Discipline has never been my strong suit.
But one of the practices suggested by the intuitive I spoke to on January 31 was to keep a morning and evening journal. The morning journal is filled with aspirations, and the evening journal is filled with gratitude. I love this little daily practice. It is like a bookend for my day. I start out focusing on something good and whole, and end the day in an equally positive light. It is comforting and I feel like every day that I do these little practices, that I am planting a seed for I know not what. Just planting seeds. It’s humble and nurturing and grounding.
For me the growth is not necessarily in the big epiphanies. Those are cool, no question, but I can have them and then just fall back into the same old rut that sparked the epiphanies. For me the growth is in the little daily practices, the moments of mindfulness that occur at unexpected times because I sat my ass down on a cushion and dared to face myself there.
Gratitude practice is rewiring my brain, to appreciate rather than to criticize or find fault. Teaching me to trust in the unfolding of all things and to see the beauty in the midst of the chaos, or at the very least get a little more skillful at accepting what is.
On another note, I may stop writing about dating for a little while. I’ve met someone, not an online connection, not just some random romp, but someone very special in a category all his own. It unfolded in a way that I never expected or could have imagined, with little to no effort on either of our parts. I have decided that I won’t blog about him or our relationship. I’ve never been a private person, but it just feels like something sacred that I am keeping in my heart right now.
Here’s to dailiness, magic, spontenaity, and open-heartedness. Here’s to the little things and the big things.
Welcome to this blog - my chronicle of the illuminating, character-building path of single parenthood. I'm making this up as I go along. My life is my practice, and my five year-old son is my greatest teacher.

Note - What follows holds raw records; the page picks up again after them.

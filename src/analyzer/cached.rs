//! Analyses persisted on disk, keyed by everything that can change them.

use async_trait::async_trait;
use sha2::{Digest, Sha256};
use std::path::PathBuf;

use super::Analyzer;
use crate::analysis::{Analysis, Node, ParamNames, SchemaCatalog};
use crate::cache::CacheDirs;
use crate::config::Config;
use crate::error::Result;

/// Wraps an analyzer so that repeat analyses of a managed database are read
/// back from `query_analysis/` instead of asking the engine again.
///
/// Only managed databases are cached: their schema is fully determined by the
/// migrations, which are part of the key. Any cache failure degrades to a
/// live analysis.
pub struct CachedAnalyzer {
    inner: Box<dyn Analyzer>,
    managed: bool,
    config_json: String,
    cache: CacheDirs,
}

impl CachedAnalyzer {
    pub fn new(inner: Box<dyn Analyzer>, config: &Config, cache: CacheDirs) -> Result<Self> {
        Ok(Self {
            inner,
            managed: config.database.managed,
            config_json: serde_json::to_string(config)?,
            cache,
        })
    }

    fn key(&self, query: &str, migrations: &[String]) -> String {
        let mut hasher = Sha256::new();
        for part in [env!("CARGO_PKG_VERSION"), self.config_json.as_str()]
            .into_iter()
            .chain(migrations.iter().map(String::as_str))
            .chain([query])
        {
            hasher.update((part.len() as u64).to_le_bytes());
            hasher.update(part.as_bytes());
        }
        hex::encode(hasher.finalize())
    }

    fn path(&self, key: &str) -> Result<PathBuf> {
        Ok(self.cache.analysis_dir()?.join(format!("{key}.json")))
    }

    async fn load(&self, key: &str) -> Result<Option<Analysis>> {
        let path = self.path(key)?;
        match tokio::fs::read(&path).await {
            Ok(contents) => Ok(Some(serde_json::from_slice(&contents)?)),
            Err(e) if e.kind() == std::io::ErrorKind::NotFound => Ok(None),
            Err(e) => Err(e.into()),
        }
    }

    async fn store(&self, key: &str, analysis: &Analysis) -> Result<()> {
        let path = self.path(key)?;
        let tmp = path.with_extension(format!("json.{}", std::process::id()));
        tokio::fs::write(&tmp, serde_json::to_vec(analysis)?).await?;
        tokio::fs::rename(&tmp, &path).await?;
        Ok(())
    }
}

#[async_trait]
impl Analyzer for CachedAnalyzer {
    async fn analyze(
        &self,
        node: &dyn Node,
        query: &str,
        migrations: &[String],
        params: Option<&dyn ParamNames>,
    ) -> Result<Analysis> {
        if !self.managed {
            return self.inner.analyze(node, query, migrations, params).await;
        }

        let key = self.key(query, migrations);
        match self.load(&key).await {
            Ok(Some(analysis)) => {
                tracing::debug!(key = %key, "analysis cache hit");
                return Ok(analysis);
            }
            Ok(None) => {}
            Err(e) => tracing::warn!(key = %key, error = %e, "reading cached analysis failed"),
        }

        let analysis = self.inner.analyze(node, query, migrations, params).await?;
        if let Err(e) = self.store(&key, &analysis).await {
            tracing::warn!(key = %key, error = %e, "saving analysis to disk failed");
        }
        Ok(analysis)
    }

    async fn close(&self) -> Result<()> {
        self.inner.close().await
    }

    async fn ensure_conn(&self, migrations: &[String]) -> Result<()> {
        self.inner.ensure_conn(migrations).await
    }

    async fn column_names(&self, query: &str) -> Result<Vec<String>> {
        self.inner.column_names(query).await
    }

    async fn introspect_schema(&self, schemas: &[String]) -> Result<SchemaCatalog> {
        self.inner.introspect_schema(schemas).await
    }
}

Dr. Leah www.singlemommyhood.com
February 12th, 2009 at 11:50 pm
This is just such exciting, magical, giggle out loud good news. You deserve a man just this special.
T
February 13th, 2009 at 3:11 am
I like him already.
And the way you’ve described meeting/connecting with him is exactly what I’ve blogged about tonight.

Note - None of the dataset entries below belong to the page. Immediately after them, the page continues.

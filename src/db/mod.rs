mod connection;
mod manager;
mod pool;
mod singleflight;

pub use connection::*;
pub use manager::*;
pub use pool::*;
pub use singleflight::*;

Enjoy your weekend. Shine your light strong!
And thanks for the gratitude reminder. I need to do that again. It always brings a smile to my life.
MindyMom
February 13th, 2009 at 2:06 pm
Sounds very promising. I really like what he said to you.
Have a great Valentine’s Day and weekend.
Cathouse Teri
February 13th, 2009 at 3:52 pm
What a sweet response! Couldn’t ask for a better one. With my darling man, I was also hesitant to let him know about my blog. Only because I know he’s not an online type of person. He’s a hard worker. He works with his hands. And not at all into this clickety-click world. But… like you… I decided to send him my url. He responded with, “Why did you send me that?” I said, “I thought you might want to read the stuff I write.” He said, “Why?” (Yes, his answer was similar to your guy’s answer, but not quite as poetic… LOL)
Anyway, that was pretty much the end of that.
Have a lovely weekend. You are beautiful.
dadshouse
February 13th, 2009 at 5:46 pm
Oh, that’s so awesome that this guy wants to get to know you the old-fashioned way. I think it’s good to keep that relationship private. (It’s a blogging practice of mine, too, to not talk about people I’m actively involved with)
I love your daily bookend: aspirations and gratitude. I actually do it in the opposite order - start the day with gratitude, and plant seeds of aspiration each night. But I think either way might work the same. Rewiring the brain with daily practice is HUGE! (Being from Silicon Valley, I refer to this process as reprogramming. But whatever.
Great post! Have a fabulous weekend.
Mary
February 16th, 2009 at 7:39 pm
That tells cynical Mary he may already know of your blog and is reading it already :-0. I like old-fashioned guys unless they say things like : My Mother was home with us when I was young. I don’t understand these women who want careers.(Yeah, someone did say that to me when I was very young. & he was a shoe salesman. I am sure we would have lived high)
~Mary
Ms. Single Mama
February 18th, 2009 at 12:13 am
Yes. Keep it off of the blog - as KitKat told me once … let it blossom first and then some.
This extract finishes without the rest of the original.